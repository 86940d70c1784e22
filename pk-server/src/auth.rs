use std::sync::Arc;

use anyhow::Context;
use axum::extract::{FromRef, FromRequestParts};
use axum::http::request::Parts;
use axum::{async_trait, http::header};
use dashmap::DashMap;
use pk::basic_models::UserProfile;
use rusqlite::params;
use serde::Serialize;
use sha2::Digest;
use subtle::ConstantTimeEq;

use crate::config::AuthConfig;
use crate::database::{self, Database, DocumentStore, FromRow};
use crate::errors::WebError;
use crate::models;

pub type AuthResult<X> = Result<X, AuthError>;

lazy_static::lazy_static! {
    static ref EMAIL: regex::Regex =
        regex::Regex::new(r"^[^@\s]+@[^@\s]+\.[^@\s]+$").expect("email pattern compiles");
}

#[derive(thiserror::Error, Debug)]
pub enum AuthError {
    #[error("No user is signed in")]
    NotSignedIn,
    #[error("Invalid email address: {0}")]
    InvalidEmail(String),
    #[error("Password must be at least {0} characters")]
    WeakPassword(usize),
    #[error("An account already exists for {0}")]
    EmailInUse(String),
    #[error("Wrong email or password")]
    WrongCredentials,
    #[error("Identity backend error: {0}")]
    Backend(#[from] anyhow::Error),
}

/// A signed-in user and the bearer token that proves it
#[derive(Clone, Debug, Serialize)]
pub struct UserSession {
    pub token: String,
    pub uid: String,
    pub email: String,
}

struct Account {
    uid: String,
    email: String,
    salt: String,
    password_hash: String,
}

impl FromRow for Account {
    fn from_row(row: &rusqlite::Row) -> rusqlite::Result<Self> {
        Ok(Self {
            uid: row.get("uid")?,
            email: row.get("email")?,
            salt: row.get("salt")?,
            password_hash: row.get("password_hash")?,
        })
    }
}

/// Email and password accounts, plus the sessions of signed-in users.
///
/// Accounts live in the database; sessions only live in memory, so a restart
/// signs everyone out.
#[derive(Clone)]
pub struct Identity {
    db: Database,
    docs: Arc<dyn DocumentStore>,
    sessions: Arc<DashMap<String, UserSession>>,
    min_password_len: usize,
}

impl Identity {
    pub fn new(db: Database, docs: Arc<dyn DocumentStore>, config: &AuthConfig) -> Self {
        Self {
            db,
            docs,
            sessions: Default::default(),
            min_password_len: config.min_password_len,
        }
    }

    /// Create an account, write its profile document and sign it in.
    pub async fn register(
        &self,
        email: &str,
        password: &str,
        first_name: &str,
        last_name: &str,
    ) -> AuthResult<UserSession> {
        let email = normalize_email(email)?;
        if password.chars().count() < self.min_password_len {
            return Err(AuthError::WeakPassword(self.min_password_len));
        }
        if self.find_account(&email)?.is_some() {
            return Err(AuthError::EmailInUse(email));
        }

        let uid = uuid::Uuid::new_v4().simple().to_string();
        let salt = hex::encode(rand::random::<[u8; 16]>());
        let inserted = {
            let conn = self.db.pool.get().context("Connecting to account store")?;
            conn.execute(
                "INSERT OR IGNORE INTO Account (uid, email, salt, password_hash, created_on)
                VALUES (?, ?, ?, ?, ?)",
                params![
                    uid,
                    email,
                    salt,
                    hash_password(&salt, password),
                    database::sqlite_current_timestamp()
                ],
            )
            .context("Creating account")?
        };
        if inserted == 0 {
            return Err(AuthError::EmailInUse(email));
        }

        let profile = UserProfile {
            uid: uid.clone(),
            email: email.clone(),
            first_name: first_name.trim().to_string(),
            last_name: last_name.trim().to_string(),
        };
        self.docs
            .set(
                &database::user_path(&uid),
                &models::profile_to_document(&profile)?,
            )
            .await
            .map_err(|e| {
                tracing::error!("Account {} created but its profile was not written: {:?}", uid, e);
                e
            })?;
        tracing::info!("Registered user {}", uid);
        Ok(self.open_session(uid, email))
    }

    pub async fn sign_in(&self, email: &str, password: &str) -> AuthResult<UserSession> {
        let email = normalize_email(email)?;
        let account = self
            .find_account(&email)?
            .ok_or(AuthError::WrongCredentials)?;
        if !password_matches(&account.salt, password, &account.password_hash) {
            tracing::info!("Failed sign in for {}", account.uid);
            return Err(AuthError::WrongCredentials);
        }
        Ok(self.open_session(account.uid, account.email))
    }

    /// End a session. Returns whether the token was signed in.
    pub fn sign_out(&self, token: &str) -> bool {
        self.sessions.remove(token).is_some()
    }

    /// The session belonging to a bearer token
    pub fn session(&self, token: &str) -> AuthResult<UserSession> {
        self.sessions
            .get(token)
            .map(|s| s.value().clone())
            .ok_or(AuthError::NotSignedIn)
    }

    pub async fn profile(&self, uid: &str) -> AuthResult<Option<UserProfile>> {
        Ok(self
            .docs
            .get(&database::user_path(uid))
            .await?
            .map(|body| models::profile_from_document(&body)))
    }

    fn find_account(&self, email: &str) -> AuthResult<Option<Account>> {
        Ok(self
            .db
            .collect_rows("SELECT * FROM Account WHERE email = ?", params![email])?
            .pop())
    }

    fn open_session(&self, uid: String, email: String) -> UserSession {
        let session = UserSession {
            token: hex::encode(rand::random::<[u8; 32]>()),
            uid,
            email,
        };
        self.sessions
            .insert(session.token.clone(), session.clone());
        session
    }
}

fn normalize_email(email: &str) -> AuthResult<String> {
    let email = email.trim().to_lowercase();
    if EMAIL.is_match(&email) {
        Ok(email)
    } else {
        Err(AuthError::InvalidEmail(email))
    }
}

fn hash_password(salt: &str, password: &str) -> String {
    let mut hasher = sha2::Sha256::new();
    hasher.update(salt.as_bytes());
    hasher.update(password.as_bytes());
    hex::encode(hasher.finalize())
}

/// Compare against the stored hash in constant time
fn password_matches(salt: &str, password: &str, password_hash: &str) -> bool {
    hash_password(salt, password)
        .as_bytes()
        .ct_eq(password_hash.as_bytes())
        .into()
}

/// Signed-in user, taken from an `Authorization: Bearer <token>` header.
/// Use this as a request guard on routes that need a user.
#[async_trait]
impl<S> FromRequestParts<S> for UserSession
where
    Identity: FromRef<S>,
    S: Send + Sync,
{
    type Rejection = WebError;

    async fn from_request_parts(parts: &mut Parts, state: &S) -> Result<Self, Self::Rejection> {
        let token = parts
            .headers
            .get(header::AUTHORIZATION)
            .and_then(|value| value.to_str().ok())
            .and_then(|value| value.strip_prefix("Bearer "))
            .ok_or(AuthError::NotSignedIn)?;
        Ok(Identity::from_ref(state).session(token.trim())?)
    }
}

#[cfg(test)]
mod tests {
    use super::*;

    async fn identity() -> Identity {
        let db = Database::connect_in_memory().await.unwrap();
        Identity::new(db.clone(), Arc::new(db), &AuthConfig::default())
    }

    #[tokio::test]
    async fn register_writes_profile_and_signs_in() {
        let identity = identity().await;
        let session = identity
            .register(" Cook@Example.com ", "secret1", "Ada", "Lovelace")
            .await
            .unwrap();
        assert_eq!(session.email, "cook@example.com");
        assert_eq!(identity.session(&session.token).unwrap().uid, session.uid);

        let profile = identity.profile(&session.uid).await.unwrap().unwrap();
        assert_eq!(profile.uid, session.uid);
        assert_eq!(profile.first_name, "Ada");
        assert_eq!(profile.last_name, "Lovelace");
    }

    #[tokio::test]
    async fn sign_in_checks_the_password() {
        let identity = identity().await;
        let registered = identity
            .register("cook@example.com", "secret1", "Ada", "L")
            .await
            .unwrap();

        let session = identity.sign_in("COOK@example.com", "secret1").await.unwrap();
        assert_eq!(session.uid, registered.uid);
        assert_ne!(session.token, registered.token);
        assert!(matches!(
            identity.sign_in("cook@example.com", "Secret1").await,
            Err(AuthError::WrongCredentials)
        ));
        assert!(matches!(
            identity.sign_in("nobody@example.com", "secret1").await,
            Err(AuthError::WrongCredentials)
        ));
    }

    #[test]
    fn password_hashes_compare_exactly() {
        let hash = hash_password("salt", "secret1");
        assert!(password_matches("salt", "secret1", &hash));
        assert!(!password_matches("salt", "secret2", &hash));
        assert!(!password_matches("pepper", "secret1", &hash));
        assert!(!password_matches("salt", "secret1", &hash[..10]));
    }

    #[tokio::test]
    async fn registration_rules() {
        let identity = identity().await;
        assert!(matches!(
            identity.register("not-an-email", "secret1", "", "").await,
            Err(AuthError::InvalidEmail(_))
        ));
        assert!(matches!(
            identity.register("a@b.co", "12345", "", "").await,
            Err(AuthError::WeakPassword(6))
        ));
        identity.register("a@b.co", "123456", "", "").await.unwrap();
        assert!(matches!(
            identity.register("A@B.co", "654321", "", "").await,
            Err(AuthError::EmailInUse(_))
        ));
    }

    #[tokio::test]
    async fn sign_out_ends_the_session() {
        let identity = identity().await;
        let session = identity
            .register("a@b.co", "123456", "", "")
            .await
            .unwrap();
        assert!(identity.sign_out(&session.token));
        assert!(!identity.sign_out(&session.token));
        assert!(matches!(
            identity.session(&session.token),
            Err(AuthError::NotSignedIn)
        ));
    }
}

- [Exercise]:
All lines in the preceding records that hold the word "docs" need to be copied.

- [Exercise answer]:
    docs: Arc<dyn DocumentStore>,
    pub fn new(db: Database, docs: Arc<dyn DocumentStore>, config: &AuthConfig) -> Self {
            docs,
        self.docs
            .docs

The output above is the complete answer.